ANTIBODIES AGAINST RESTRICTED SEQUENCES IN HUMAN C-ERBA HINGE DOMAIN RECOGNIZE DIFFERENTIALLY NATURAL MAMMALIAN ALPHA-TYPE OR BETA-TYPE TRIIODOTHYRONINE RECEPTORS AND INTERFERE DIFFERENTLY WITH HORMONE-BINDING

In our first report, rabbit antibodies directed to recombinant polypeptides of human alpha-type c-ErbA sequences recognized natural triiodothyronine (T-3) receptors (TR) in adipocytes (mouse Ob 17 cell line) but not in liver (mouse, rat). Moreover, some of them, directed to the sequence 150-228, markedly interfered with hormone binding to adipocyte T-3 receptors. We now raised antibodies against shorter synthetic peptides within this alpha-type 150-228 c-ErbA sequence, which encompasses part of the hinge (D) domain and N-terminus of the E domain (alpha-150-166 and alpha 172-191) and against a beta-type c-ErbA sequence (beta 204-220 aligned on alpha 150-166, and differing by eight amino acids).
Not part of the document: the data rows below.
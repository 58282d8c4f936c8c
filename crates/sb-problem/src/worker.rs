//! Simulated pool of parallel workers on a virtual clock.

use rand::{Rng, SeedableRng};
use rand_chacha::ChaCha8Rng;
use rand_distr::{Distribution, Normal};
use sb_types::{validation_error, BenchResult, TimeDistribution};
use serde::{Deserialize, Serialize};
use std::cmp::{Ordering, Reverse};
use std::collections::BinaryHeap;
use tracing::debug;

/// A job that has been assigned to a worker.
#[derive(Debug, Clone, PartialEq, Serialize, Deserialize)]
pub struct DispatchedJob {
    pub job_id: usize,
    pub worker_id: usize,
    pub point: Vec<f64>,
    pub start_time: f64,
    pub end_time: f64,
}

impl DispatchedJob {
    pub fn duration(&self) -> f64 {
        self.end_time - self.start_time
    }
}

/// Heap entry ordered by completion time, then dispatch order.
#[derive(Debug, Clone)]
struct PendingJob(DispatchedJob);

impl PartialEq for PendingJob {
    fn eq(&self, other: &Self) -> bool {
        self.cmp(other) == Ordering::Equal
    }
}

impl Eq for PendingJob {}

impl PartialOrd for PendingJob {
    fn partial_cmp(&self, other: &Self) -> Option<Ordering> {
        Some(self.cmp(other))
    }
}

impl Ord for PendingJob {
    fn cmp(&self, other: &Self) -> Ordering {
        self.0
            .end_time
            .total_cmp(&other.0.end_time)
            .then(self.0.job_id.cmp(&other.0.job_id))
    }
}

/// Simulates `num_workers` workers whose evaluation times follow a
/// [`TimeDistribution`].
///
/// Jobs go to whichever worker frees up first; [`next_completion`] hands
/// finished jobs back in completion order and advances the clock.
///
/// [`next_completion`]: SyntheticWorkerManager::next_completion
#[derive(Debug, Clone)]
pub struct SyntheticWorkerManager {
    num_workers: usize,
    time_distro: TimeDistribution,
    seed: Option<u64>,
    rng: ChaCha8Rng,
    worker_free_at: Vec<f64>,
    pending: BinaryHeap<Reverse<PendingJob>>,
    clock: f64,
    next_job_id: usize,
}

impl SyntheticWorkerManager {
    pub fn new(
        num_workers: usize,
        time_distro: TimeDistribution,
        seed: Option<u64>,
    ) -> BenchResult<Self> {
        if num_workers == 0 {
            return Err(validation_error!("worker manager needs at least one worker"));
        }
        Ok(Self {
            num_workers,
            time_distro,
            seed,
            rng: Self::make_rng(seed),
            worker_free_at: vec![0.0; num_workers],
            pending: BinaryHeap::new(),
            clock: 0.0,
            next_job_id: 0,
        })
    }

    fn make_rng(seed: Option<u64>) -> ChaCha8Rng {
        match seed {
            Some(seed) => ChaCha8Rng::seed_from_u64(seed),
            None => ChaCha8Rng::from_rng(&mut rand::rng()),
        }
    }

    pub fn num_workers(&self) -> usize {
        self.num_workers
    }

    pub fn time_distro(&self) -> TimeDistribution {
        self.time_distro
    }

    /// Current simulated time.
    pub fn elapsed(&self) -> f64 {
        self.clock
    }

    pub fn num_pending(&self) -> usize {
        self.pending.len()
    }

    /// Workers idle at the current simulated time.
    pub fn num_free_workers(&self) -> usize {
        self.worker_free_at
            .iter()
            .filter(|free_at| **free_at <= self.clock)
            .count()
    }

    fn sample_duration(&mut self, caller_eval_cost: Option<f64>) -> BenchResult<f64> {
        match self.time_distro {
            TimeDistribution::Const => Ok(1.0),
            TimeDistribution::CallerEvalCost => match caller_eval_cost {
                Some(cost) if cost.is_finite() && cost >= 0.0 => Ok(cost),
                Some(cost) => Err(validation_error!("invalid evaluation cost {cost}")),
                None => Err(validation_error!(
                    "time distribution 'caller_eval_cost' requires an evaluation cost"
                )),
            },
            TimeDistribution::Uniform => Ok(self.rng.random_range(0.0..2.0)),
            TimeDistribution::HalfNormal => {
                // |N(0, s)| has mean s * sqrt(2 / pi); pick s for unit mean.
                let scale = (std::f64::consts::PI / 2.0).sqrt();
                let normal = Normal::new(0.0, scale)
                    .map_err(|e| validation_error!("half-normal time distribution: {e}"))?;
                Ok(normal.sample(&mut self.rng).abs())
            }
        }
    }

    /// Assign an evaluation of `point` to the earliest available worker.
    pub fn dispatch(
        &mut self,
        point: Vec<f64>,
        caller_eval_cost: Option<f64>,
    ) -> BenchResult<DispatchedJob> {
        let duration = self.sample_duration(caller_eval_cost)?;

        let (worker_id, free_at) = self
            .worker_free_at
            .iter()
            .copied()
            .enumerate()
            .min_by(|a, b| a.1.total_cmp(&b.1).then(a.0.cmp(&b.0)))
            .unwrap_or((0, self.clock));

        let start_time = free_at.max(self.clock);
        let job = DispatchedJob {
            job_id: self.next_job_id,
            worker_id,
            point,
            start_time,
            end_time: start_time + duration,
        };
        self.next_job_id += 1;
        self.worker_free_at[worker_id] = job.end_time;
        debug!(
            "Dispatched job {} to worker {} ({:.3} -> {:.3})",
            job.job_id, worker_id, job.start_time, job.end_time
        );
        self.pending.push(Reverse(PendingJob(job.clone())));
        Ok(job)
    }

    /// Pop the next job to finish, advancing the clock to its end time.
    pub fn next_completion(&mut self) -> Option<DispatchedJob> {
        let Reverse(PendingJob(job)) = self.pending.pop()?;
        self.clock = self.clock.max(job.end_time);
        Some(job)
    }

    /// Return to the initial state (clock zero, all workers idle, seed rewound).
    pub fn reset(&mut self) {
        self.rng = Self::make_rng(self.seed);
        self.worker_free_at = vec![0.0; self.num_workers];
        self.pending.clear();
        self.clock = 0.0;
        self.next_job_id = 0;
    }
}
#[cfg(test)]
mod tests {
    use super::*;
    use crate::tpe::default_backend;
    use sb_problem::resolve_problem;
    use sb_types::{BenchError, ExperimentConfig};
    use tempfile::TempDir;

    fn problem(dir: &TempDir, study: &str) -> ProblemDescriptor {
        let config = ExperimentConfig::new(study)
            .with_save_dir(dir.path().join("results"))
            .with_reporter("silent")
            .with_seed(5);
        resolve_problem(&config).unwrap()
    }

    fn configurator() -> MethodConfigurator {
        MethodConfigurator::new()
            .with_tpe(default_backend())
            .with_external(Some(ExternalProcessPaths::new("/srv/exp", "/srv/spearmint")))
    }

    #[test]
    fn rand_and_dragonfly_keep_request_order() {
        let dir = TempDir::new().unwrap();
        let problem = problem(&dir, "park2");
        let options = configurator()
            .configure(&problem, &["rand", "dragonfly"], CapitalType::ReturnValue)
            .unwrap();

        assert_eq!(options.len(), 2);
        assert_eq!(
            options.keys().collect::<Vec<_>>(),
            vec![MethodKind::Rand, MethodKind::Dragonfly]
        );
        for record in options.iter() {
            assert_eq!(record.capital_type, CapitalType::ReturnValue);
            assert_eq!(record.overrides, MethodOverrides::None);
            assert!(record.func().is_none());
        }

        let reversed = configurator()
            .configure(&problem, &["dragonfly", "rand"], CapitalType::ReturnValue)
            .unwrap();
        assert_eq!(
            reversed.keys().collect::<Vec<_>>(),
            vec![MethodKind::Dragonfly, MethodKind::Rand]
        );
    }

    #[cfg(feature = "tpe")]
    #[test]
    fn capital_type_is_applied_to_every_record() {
        let dir = TempDir::new().unwrap();
        let problem = problem(&dir, "branin");
        let ids: Vec<&str> = MethodKind::ALL.iter().map(MethodKind::as_str).collect();
        let options = configurator()
            .configure(&problem, &ids, CapitalType::RealTime)
            .unwrap();
        assert_eq!(options.len(), MethodKind::ALL.len());
        assert!(options.iter().all(|r| r.capital_type == CapitalType::RealTime));
    }

    #[test]
    fn capital_type_is_part_of_the_option_mapping() {
        let dir = TempDir::new().unwrap();
        let problem = problem(&dir, "park2");
        let options = MethodConfigurator::new()
            .configure(&problem, &["rand", "pdoo"], CapitalType::CpuTime)
            .unwrap();
        for record in options.iter() {
            assert_eq!(record.get("capital_type"), Some(&OptionValue::from("cputime")));
            assert_eq!(record.options.len(), gp_bandit_option_schema().len() + 1);
            assert_eq!(record.to_json()["capital_type"], "cputime");
        }
    }

    #[cfg(feature = "tpe")]
    #[test]
    fn function_access_methods_share_the_problem_objective() {
        let dir = TempDir::new().unwrap();
        let problem = problem(&dir, "hartmann3");
        let options = configurator()
            .configure(
                &problem,
                &["pdoo", "gpyopt", "smac", "hyperopt"],
                CapitalType::ReturnValue,
            )
            .unwrap();
        for record in options.iter() {
            let func = record.func().expect("objective override");
            assert!(func.same_as(&problem.objective));
            let at_opt = func.eval(&problem.opt_pt).unwrap();
            assert!((at_opt - problem.max_val()).abs() < 1e-5);
        }
    }

    #[cfg(feature = "tpe")]
    #[test]
    fn hyperopt_gets_tpe_handles() {
        let dir = TempDir::new().unwrap();
        let problem = problem(&dir, "branin");
        let backend = default_backend().unwrap();
        let options = MethodConfigurator::new()
            .with_tpe(Some(backend.clone()))
            .configure(&problem, &["hyperopt"], CapitalType::ReturnValue)
            .unwrap();

        match &options.get(MethodKind::Hyperopt).unwrap().overrides {
            MethodOverrides::Tpe { algo, space, .. } => {
                assert_eq!(*algo, backend.algorithm());
                let dims = space.for_domain(&problem.domain);
                assert_eq!(dims.len(), 2);
                assert_eq!((dims[0].low, dims[0].high), (-5.0, 10.0));
            }
            other => panic!("expected TPE overrides, got {other:?}"),
        }
    }

    #[test]
    fn hyperopt_without_backend_is_missing_dependency() {
        let dir = TempDir::new().unwrap();
        let problem = problem(&dir, "park2");
        let err = MethodConfigurator::new()
            .configure(&problem, &["rand", "hyperopt"], CapitalType::ReturnValue)
            .unwrap_err();
        assert!(err.is_missing_dependency());
        match err {
            BenchError::Dependency(DependencyError::Missing { capability, method }) => {
                assert_eq!(capability, "tpe");
                assert_eq!(method, "hyperopt");
            }
            other => panic!("unexpected error {other:?}"),
        }
    }

    #[test]
    fn other_methods_do_not_need_the_backend() {
        let dir = TempDir::new().unwrap();
        let problem = problem(&dir, "park2");
        let options = MethodConfigurator::new()
            .configure(&problem, &["rand", "dragonfly", "pdoo"], CapitalType::ReturnValue)
            .unwrap();
        assert_eq!(options.len(), 3);
    }

    #[test]
    fn spearmint_paths_follow_study_prefix() {
        let dir = TempDir::new().unwrap();
        let problem = problem(&dir, "borehole-debug");
        let options = configurator()
            .configure(&problem, &["spearmint"], CapitalType::ReturnValue)
            .unwrap();
        assert_eq!(
            options.get(MethodKind::Spearmint).unwrap().overrides,
            MethodOverrides::ExternalProcess {
                exp_dir: PathBuf::from("/srv/exp/borehole"),
                pkg_dir: PathBuf::from("/srv/spearmint"),
            }
        );
    }

    #[test]
    fn spearmint_without_paths_is_config_error() {
        let dir = TempDir::new().unwrap();
        let problem = problem(&dir, "park2");
        let err = MethodConfigurator::new()
            .configure(&problem, &["spearmint"], CapitalType::ReturnValue)
            .unwrap_err();
        assert!(err.is_config());
    }

    #[test]
    fn unknown_or_duplicate_identifiers_fail_whole_call() {
        let dir = TempDir::new().unwrap();
        let problem = problem(&dir, "park2");
        let err = configurator()
            .configure(&problem, &["rand", "cmaes"], CapitalType::ReturnValue)
            .unwrap_err();
        assert!(matches!(
            err,
            BenchError::Config(ConfigError::UnknownMethod { ref method }) if method == "cmaes"
        ));

        let err = configurator()
            .configure(&problem, &["rand", "rand"], CapitalType::ReturnValue)
            .unwrap_err();
        assert!(matches!(err, BenchError::Config(ConfigError::DuplicateMethod { .. })));
    }

    #[test]
    fn repeated_calls_give_equal_but_independent_records() {
        let dir = TempDir::new().unwrap();
        let problem = problem(&dir, "park2");
        let configurator = configurator();
        let first = configurator
            .configure(&problem, &["rand", "dragonfly"], CapitalType::ReturnValue)
            .unwrap();
        let second = configurator
            .configure(&problem, &["rand", "dragonfly"], CapitalType::ReturnValue)
            .unwrap();
        assert_eq!(first, second);

        let mut records = first.into_records();
        records[0]
            .options
            .insert("acq".to_string(), OptionValue::from("ucb"));
        assert_eq!(
            second.get(MethodKind::Rand).unwrap().get("acq"),
            Some(&OptionValue::from("default"))
        );
        // Records within one call do not alias each other either.
        assert_eq!(records[1].get("acq"), Some(&OptionValue::from("default")));
    }

    #[test]
    fn json_view_is_ordered_and_names_handles() {
        let dir = TempDir::new().unwrap();
        let problem = problem(&dir, "park1");
        let options = configurator()
            .configure(&problem, &["spearmint", "gpyopt", "rand"], CapitalType::ReturnValue)
            .unwrap();
        let json = options.to_json();
        let entries = json.as_array().unwrap();
        assert_eq!(entries.len(), 3);
        assert_eq!(entries[0]["method"], "spearmint");
        assert_eq!(entries[0]["options"]["exp_dir"], "/srv/exp/park1");
        assert_eq!(entries[1]["options"]["func"], "park1");
        assert_eq!(entries[2]["options"]["capital_type"], "return_value");
        assert!(entries[2]["options"].get("func").is_none());
    }
}
//! End-to-end experiment orchestration.

use cpu_time::ProcessTime;
use sb_methods::{MethodConfigurator, TpeBackend};
use sb_problem::{resolve_problem, Reporter};
use sb_types::{BenchResult, ExperimentConfig};
use std::sync::Arc;
use std::time::Instant;
use tracing::info;

use crate::evaluator::{MethodEvaluator, RunReport};

/// Resolves, configures and evaluates one experiment.
#[derive(Debug, Default)]
pub struct ExperimentRunner {
    tpe: Option<Arc<dyn TpeBackend>>,
    reporter: Option<Arc<dyn Reporter>>,
}

impl ExperimentRunner {
    pub fn new(tpe: Option<Arc<dyn TpeBackend>>) -> Self {
        Self {
            tpe,
            reporter: None,
        }
    }

    /// Send summary lines here instead of the config's reporter.
    pub fn with_reporter(mut self, reporter: Arc<dyn Reporter>) -> Self {
        self.reporter = Some(reporter);
        self
    }

    pub fn run(
        &self,
        config: &ExperimentConfig,
        evaluator: &mut dyn MethodEvaluator,
    ) -> BenchResult<RunReport> {
        let started = Instant::now();
        let cpu_started = ProcessTime::try_now()?;

        let mut problem = resolve_problem(config)?;
        if let Some(reporter) = &self.reporter {
            problem.reporter = Arc::clone(reporter);
        }

        let methods = MethodConfigurator::new()
            .with_tpe(self.tpe.clone())
            .with_external(config.external.clone())
            .configure(&problem, config.methods.as_slice(), config.capital_type)?;

        let mut report = evaluator.run_trials(&problem, &methods)?;
        report.elapsed_secs = started.elapsed().as_secs_f64();
        report.cpu_secs = cpu_started.try_elapsed()?.as_secs_f64();

        let reporter = &problem.reporter;
        reporter.writeln("");
        reporter.writeln(&format!("realtime taken: {:.6}", report.elapsed_secs));
        reporter.writeln(&format!("cputime taken: {:.6}", report.cpu_secs));
        info!(
            "Run {} on {} finished in {:.3}s ({:.3}s cpu)",
            report.run_id, report.study_name, report.elapsed_secs, report.cpu_secs
        );
        Ok(report)
    }
}

/// Run `config` with the given TPE backend through `evaluator`.
pub fn run_experiment(
    config: &ExperimentConfig,
    tpe: Option<Arc<dyn TpeBackend>>,
    evaluator: &mut dyn MethodEvaluator,
) -> BenchResult<RunReport> {
    ExperimentRunner::new(tpe).run(config, evaluator)
}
Our present antibodies, which bear the expected c-ErbA alpha- or beta-type specificity, immunoprecipitated the TR in nuclear extracts, with a different pattern between tissues: exclusive precipitation by anti-c-ErbA alpha antibodies in Ob 17 adipocytes; large but non-exclusive precipitation by anti-cErbA beta antibodies in rat or mouse liver, which also expresses some alpha-type TR. This pattern of discriminative immunoprecipitation, also obtained in parallel analysis using our previously described antibodies to other c-ErbA alpha or beta sequences (anti-alpha 144-162, anti-alpha(1) 403-410 and anti-beta 62-82), roughly verifies results of c-erbA mRNA expression in these tissues. Slight differences appeared in the extent of alpha-type TR recognition by antibodies directed to alpha 172-191, whether TR were liganded or not to T-3 before antibody addition. This evokes a different conformation of this region after hormone binding. Most interestingly, these anti-alpha 172-191 antibodies lowered the K-a for T-3 and extensively dissociated the adipocyte T-3-TR complexes; they interfered poorly with the binding of T-3 in liver nuclear extracts. This strongly supports the concept that internal sequences in c-ErbA alpha, more precisely in a restricted C-terminal part of the D domain, are necessary for efficient T-3 binding, which also need the C-terminal part of domain E.